_Your task_
Scan the material for the word "crate" and copy each line where it occurs.

Segment Open

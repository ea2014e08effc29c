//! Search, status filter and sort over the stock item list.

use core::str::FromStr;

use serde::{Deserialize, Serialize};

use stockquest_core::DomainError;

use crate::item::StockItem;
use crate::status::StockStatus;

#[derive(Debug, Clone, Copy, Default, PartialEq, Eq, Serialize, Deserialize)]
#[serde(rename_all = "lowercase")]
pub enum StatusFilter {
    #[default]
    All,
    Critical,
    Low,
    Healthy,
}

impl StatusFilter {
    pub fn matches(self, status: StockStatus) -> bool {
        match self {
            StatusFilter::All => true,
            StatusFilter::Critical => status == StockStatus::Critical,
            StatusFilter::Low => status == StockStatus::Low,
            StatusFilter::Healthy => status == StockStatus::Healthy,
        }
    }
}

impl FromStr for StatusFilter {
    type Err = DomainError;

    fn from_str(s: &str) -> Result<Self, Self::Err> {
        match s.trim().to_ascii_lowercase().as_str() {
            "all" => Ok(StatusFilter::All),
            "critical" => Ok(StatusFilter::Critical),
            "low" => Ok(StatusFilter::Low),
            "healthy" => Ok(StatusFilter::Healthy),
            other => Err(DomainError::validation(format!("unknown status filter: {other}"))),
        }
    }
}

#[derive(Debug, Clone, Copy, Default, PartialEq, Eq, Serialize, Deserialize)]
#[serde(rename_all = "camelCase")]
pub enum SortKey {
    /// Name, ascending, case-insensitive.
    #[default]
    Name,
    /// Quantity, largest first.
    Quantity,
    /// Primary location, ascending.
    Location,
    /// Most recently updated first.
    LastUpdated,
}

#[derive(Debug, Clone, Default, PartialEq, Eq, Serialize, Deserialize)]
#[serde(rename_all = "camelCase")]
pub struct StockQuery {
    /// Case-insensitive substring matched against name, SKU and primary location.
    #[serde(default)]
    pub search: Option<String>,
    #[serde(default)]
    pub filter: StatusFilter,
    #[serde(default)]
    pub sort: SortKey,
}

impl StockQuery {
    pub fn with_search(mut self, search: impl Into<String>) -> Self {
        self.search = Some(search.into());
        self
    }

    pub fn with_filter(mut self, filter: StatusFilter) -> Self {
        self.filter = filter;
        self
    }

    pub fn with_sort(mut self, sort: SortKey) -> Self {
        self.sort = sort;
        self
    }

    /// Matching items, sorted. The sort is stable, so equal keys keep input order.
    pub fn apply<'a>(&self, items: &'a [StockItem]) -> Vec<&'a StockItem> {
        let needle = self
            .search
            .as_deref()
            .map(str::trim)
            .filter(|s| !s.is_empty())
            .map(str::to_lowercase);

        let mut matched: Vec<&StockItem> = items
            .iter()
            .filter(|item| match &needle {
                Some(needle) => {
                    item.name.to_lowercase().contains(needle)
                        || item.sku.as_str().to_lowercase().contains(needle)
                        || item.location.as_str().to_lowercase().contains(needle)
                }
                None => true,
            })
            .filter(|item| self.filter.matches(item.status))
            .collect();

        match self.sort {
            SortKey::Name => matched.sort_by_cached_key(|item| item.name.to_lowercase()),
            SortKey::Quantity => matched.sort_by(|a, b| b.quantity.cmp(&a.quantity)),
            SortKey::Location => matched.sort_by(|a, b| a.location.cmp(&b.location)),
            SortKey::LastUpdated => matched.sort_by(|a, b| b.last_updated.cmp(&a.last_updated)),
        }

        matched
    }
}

Segment Closed
Segment Open

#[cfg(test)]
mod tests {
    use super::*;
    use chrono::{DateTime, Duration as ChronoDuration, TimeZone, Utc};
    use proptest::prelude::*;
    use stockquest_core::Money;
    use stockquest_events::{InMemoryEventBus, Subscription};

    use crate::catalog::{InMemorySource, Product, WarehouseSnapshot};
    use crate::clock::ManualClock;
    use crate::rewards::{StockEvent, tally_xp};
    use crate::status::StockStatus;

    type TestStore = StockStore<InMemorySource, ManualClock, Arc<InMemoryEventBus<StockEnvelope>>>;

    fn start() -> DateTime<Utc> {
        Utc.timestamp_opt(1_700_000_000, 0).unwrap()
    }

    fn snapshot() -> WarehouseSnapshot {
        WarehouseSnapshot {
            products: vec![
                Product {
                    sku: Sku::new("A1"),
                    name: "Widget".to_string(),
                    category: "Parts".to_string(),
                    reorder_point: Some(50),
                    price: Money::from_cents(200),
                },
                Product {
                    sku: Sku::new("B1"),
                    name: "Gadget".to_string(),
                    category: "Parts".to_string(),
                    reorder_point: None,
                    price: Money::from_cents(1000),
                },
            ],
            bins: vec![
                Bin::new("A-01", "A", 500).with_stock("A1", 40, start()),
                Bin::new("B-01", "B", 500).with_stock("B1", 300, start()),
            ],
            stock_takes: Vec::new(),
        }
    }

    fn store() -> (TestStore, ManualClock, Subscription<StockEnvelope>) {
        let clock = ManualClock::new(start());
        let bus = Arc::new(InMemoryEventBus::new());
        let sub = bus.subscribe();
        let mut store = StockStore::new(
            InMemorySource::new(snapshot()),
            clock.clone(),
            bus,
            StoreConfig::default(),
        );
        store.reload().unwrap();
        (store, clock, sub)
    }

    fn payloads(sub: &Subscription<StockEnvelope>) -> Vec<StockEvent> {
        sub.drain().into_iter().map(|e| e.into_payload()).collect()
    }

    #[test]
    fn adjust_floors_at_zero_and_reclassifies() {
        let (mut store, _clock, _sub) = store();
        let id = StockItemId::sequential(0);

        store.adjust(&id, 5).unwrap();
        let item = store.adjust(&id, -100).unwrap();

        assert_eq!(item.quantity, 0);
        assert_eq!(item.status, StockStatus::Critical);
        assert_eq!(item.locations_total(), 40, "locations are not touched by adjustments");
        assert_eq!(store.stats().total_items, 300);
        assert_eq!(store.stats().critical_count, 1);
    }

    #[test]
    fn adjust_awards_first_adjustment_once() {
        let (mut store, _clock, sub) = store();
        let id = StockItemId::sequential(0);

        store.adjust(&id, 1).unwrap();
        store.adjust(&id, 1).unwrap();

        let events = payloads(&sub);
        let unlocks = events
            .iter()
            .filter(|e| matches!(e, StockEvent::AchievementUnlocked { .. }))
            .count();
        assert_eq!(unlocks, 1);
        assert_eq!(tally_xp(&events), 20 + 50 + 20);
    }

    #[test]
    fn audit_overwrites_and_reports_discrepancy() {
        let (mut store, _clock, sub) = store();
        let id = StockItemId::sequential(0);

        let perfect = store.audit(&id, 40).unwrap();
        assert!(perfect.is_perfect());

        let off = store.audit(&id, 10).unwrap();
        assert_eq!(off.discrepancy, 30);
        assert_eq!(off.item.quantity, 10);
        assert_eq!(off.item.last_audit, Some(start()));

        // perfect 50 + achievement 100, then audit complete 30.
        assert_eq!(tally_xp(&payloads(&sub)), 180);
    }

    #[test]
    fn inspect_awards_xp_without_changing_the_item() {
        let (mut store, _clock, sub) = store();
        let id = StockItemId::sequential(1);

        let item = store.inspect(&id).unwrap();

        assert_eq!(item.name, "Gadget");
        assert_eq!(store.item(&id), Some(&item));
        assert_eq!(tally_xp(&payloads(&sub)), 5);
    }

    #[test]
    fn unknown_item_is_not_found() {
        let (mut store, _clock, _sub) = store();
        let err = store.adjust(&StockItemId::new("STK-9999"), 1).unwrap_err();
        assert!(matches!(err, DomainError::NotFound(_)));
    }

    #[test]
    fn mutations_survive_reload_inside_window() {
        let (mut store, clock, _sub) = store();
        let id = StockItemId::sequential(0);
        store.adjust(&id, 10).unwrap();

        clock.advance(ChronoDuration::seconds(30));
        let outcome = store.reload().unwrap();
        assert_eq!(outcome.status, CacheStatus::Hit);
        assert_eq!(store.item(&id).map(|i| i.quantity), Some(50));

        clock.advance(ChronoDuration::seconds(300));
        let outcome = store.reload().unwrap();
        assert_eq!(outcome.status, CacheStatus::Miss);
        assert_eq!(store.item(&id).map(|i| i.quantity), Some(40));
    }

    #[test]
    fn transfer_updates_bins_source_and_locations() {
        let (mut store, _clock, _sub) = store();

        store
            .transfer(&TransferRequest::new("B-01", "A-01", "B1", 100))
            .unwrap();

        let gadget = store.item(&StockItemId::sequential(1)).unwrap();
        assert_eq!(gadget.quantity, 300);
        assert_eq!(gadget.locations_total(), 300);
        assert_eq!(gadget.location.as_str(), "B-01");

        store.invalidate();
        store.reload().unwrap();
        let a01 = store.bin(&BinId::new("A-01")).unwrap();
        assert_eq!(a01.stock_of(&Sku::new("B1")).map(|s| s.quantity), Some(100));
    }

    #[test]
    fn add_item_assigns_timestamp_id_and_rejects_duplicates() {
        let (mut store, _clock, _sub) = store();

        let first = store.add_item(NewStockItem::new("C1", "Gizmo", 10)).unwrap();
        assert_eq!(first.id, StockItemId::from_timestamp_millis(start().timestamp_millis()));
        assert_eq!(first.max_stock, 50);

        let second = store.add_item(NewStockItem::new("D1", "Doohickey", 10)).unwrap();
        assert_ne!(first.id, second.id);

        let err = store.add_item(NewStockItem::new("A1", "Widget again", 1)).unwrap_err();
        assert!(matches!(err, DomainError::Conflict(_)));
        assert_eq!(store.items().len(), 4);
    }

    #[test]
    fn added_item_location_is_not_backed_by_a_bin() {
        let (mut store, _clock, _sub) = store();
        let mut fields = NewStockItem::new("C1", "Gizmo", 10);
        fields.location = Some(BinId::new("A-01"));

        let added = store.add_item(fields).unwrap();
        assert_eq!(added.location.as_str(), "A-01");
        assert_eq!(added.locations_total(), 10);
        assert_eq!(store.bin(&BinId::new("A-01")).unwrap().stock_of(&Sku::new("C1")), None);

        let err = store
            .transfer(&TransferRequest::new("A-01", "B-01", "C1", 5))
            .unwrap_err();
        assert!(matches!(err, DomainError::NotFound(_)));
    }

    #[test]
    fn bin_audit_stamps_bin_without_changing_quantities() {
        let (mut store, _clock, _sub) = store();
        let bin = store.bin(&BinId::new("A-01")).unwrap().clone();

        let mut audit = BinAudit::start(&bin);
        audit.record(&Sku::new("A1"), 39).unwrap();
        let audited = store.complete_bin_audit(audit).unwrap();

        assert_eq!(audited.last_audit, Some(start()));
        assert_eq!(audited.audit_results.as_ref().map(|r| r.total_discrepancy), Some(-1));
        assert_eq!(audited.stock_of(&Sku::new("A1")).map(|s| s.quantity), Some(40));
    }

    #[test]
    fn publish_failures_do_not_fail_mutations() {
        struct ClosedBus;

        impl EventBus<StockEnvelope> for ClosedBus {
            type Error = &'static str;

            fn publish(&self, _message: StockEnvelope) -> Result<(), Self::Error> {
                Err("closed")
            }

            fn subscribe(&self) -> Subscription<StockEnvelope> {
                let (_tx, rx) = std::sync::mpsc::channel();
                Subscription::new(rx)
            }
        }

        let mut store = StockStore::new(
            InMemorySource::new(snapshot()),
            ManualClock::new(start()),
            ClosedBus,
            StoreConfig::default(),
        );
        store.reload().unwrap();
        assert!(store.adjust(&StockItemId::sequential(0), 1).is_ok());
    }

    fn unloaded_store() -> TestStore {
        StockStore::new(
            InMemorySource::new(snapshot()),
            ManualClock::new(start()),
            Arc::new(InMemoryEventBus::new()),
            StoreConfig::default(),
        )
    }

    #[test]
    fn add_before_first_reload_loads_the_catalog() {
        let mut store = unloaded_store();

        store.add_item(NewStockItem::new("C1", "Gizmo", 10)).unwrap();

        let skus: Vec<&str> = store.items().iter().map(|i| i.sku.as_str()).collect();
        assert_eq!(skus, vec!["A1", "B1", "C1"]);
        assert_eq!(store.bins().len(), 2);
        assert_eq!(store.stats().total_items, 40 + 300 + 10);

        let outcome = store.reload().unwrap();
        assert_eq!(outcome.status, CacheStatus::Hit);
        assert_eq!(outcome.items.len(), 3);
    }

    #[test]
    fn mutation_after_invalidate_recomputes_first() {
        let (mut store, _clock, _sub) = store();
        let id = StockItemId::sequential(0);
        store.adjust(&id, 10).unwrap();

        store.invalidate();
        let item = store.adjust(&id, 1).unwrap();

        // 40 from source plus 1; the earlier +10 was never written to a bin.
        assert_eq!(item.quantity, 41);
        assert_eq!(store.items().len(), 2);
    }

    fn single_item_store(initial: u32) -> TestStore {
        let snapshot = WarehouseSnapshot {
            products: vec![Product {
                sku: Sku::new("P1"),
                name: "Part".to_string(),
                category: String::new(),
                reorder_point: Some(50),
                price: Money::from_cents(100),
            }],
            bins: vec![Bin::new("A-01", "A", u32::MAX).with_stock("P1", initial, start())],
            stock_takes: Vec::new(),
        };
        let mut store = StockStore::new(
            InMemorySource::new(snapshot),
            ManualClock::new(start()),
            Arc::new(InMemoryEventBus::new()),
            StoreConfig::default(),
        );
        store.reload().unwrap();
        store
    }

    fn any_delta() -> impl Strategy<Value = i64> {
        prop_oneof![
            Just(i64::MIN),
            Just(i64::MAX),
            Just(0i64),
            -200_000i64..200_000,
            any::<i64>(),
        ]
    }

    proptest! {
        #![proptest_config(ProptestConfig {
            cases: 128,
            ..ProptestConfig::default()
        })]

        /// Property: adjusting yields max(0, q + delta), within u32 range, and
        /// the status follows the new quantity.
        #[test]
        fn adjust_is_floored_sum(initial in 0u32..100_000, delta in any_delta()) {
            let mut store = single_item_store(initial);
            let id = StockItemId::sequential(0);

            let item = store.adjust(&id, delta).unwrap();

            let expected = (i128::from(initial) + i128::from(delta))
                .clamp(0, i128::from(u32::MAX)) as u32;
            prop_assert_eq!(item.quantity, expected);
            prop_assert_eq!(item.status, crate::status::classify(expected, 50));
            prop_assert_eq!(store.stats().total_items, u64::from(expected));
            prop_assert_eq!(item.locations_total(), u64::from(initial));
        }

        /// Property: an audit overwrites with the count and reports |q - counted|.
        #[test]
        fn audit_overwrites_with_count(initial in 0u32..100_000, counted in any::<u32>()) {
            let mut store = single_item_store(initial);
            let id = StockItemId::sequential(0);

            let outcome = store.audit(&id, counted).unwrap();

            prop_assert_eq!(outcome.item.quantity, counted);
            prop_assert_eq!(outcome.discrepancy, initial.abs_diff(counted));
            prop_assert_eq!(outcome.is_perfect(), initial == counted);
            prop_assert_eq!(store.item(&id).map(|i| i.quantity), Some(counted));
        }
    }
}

Segment Closed

_Output of the task_
use crate::item::StockItem;
use crate::status::StockStatus;
    use crate::catalog::{InMemorySource, Product, WarehouseSnapshot};
    use crate::clock::ManualClock;
    use crate::rewards::{StockEvent, tally_xp};
    use crate::status::StockStatus;
            prop_assert_eq!(item.status, crate::status::classify(expected, 50));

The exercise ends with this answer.